Task prompt: Look through the listing underneath for "UpdateRoleRequest", and copy every line that has it.
********************
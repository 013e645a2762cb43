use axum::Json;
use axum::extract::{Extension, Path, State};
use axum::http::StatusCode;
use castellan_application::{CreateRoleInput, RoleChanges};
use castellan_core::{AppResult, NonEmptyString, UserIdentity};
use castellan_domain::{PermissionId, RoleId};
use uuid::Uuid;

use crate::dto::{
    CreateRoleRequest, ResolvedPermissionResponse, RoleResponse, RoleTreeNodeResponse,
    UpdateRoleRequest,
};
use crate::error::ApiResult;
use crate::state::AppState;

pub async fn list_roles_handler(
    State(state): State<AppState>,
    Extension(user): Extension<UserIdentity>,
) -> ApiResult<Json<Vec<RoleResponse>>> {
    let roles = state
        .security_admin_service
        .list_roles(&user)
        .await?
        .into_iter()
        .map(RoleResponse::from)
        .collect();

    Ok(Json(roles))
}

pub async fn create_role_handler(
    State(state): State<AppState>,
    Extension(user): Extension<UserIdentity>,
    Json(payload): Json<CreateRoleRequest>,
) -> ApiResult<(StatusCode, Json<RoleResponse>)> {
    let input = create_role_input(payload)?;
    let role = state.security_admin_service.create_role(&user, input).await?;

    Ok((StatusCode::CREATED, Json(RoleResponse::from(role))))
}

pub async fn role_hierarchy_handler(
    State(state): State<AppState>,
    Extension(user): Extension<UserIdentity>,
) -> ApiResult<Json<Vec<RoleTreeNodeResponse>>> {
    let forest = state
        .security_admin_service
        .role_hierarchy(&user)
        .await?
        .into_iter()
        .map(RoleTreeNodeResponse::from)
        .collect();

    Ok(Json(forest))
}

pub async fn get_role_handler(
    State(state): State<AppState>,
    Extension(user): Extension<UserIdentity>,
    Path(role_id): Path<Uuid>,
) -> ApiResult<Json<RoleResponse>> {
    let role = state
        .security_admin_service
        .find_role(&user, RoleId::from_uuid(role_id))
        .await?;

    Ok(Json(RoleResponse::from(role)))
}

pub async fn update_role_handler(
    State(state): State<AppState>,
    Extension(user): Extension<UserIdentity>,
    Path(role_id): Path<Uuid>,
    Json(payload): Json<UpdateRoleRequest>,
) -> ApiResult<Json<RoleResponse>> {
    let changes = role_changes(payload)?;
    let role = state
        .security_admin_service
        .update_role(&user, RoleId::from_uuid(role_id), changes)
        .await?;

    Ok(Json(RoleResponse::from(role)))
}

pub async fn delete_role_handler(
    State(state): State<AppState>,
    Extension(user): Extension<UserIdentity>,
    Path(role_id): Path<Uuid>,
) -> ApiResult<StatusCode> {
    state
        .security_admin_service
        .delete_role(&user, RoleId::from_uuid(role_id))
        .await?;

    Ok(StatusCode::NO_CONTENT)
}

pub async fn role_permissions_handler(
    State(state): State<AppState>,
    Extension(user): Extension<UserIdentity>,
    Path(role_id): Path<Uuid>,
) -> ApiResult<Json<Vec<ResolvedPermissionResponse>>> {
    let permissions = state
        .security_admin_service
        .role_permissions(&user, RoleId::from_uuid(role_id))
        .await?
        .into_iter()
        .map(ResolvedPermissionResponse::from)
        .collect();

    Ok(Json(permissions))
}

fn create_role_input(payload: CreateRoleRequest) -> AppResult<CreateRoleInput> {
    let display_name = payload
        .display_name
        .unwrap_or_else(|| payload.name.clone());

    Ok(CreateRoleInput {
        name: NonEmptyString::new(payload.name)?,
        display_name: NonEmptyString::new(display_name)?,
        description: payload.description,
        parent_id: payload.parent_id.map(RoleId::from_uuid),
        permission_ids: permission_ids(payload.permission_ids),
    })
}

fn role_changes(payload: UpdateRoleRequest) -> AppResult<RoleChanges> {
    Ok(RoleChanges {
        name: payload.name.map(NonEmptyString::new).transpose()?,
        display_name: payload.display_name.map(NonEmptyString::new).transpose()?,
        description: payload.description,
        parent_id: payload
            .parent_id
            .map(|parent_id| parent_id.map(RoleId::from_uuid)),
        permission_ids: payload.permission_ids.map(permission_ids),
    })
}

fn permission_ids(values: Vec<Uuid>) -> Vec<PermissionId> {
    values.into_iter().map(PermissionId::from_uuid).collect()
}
********************
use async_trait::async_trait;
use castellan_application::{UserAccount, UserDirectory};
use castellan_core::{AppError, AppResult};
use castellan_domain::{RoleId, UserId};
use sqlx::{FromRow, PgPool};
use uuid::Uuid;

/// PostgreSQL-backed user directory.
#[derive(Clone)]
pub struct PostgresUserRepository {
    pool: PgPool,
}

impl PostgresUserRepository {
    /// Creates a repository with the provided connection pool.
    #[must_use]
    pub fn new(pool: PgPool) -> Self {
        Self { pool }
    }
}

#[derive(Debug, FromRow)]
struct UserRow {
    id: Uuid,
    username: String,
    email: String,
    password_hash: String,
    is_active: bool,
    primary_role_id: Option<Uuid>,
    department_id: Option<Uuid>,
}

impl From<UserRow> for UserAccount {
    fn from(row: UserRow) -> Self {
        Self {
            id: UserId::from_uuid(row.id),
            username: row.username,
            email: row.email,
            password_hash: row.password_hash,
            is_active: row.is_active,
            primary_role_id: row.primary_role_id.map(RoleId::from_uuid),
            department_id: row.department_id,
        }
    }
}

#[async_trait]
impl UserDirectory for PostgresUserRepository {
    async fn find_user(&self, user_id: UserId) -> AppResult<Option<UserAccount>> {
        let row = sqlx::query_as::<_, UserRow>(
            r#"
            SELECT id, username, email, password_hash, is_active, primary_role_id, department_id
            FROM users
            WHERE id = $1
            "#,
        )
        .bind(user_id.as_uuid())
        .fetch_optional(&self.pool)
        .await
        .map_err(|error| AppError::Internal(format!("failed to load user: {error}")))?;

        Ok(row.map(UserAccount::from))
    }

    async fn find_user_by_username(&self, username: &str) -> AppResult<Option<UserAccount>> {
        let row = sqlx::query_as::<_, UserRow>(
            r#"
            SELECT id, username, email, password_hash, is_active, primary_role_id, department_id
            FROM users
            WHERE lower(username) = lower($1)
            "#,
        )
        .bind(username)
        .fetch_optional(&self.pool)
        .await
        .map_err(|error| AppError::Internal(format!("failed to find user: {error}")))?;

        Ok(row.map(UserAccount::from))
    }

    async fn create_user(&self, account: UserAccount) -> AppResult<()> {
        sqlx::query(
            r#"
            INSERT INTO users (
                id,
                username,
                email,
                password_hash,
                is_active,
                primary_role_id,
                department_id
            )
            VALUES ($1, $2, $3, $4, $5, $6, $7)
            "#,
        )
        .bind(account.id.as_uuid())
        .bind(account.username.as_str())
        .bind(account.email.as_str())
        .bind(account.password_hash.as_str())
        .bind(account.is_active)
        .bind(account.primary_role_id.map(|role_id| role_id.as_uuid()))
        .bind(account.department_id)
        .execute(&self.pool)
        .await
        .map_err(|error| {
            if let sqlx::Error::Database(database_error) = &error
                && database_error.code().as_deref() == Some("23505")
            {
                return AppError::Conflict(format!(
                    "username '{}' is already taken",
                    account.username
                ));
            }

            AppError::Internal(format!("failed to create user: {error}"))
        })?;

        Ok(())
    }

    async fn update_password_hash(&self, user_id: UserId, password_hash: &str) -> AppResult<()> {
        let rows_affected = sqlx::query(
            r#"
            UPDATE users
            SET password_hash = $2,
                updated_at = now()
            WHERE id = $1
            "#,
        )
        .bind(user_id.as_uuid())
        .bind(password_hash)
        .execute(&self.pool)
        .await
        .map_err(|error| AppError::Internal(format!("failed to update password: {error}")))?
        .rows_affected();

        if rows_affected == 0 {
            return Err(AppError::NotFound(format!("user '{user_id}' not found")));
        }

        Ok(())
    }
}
********************
Answer to this problem:
    UpdateRoleRequest,
    Json(payload): Json<UpdateRoleRequest>,
fn role_changes(payload: UpdateRoleRequest) -> AppResult<RoleChanges> {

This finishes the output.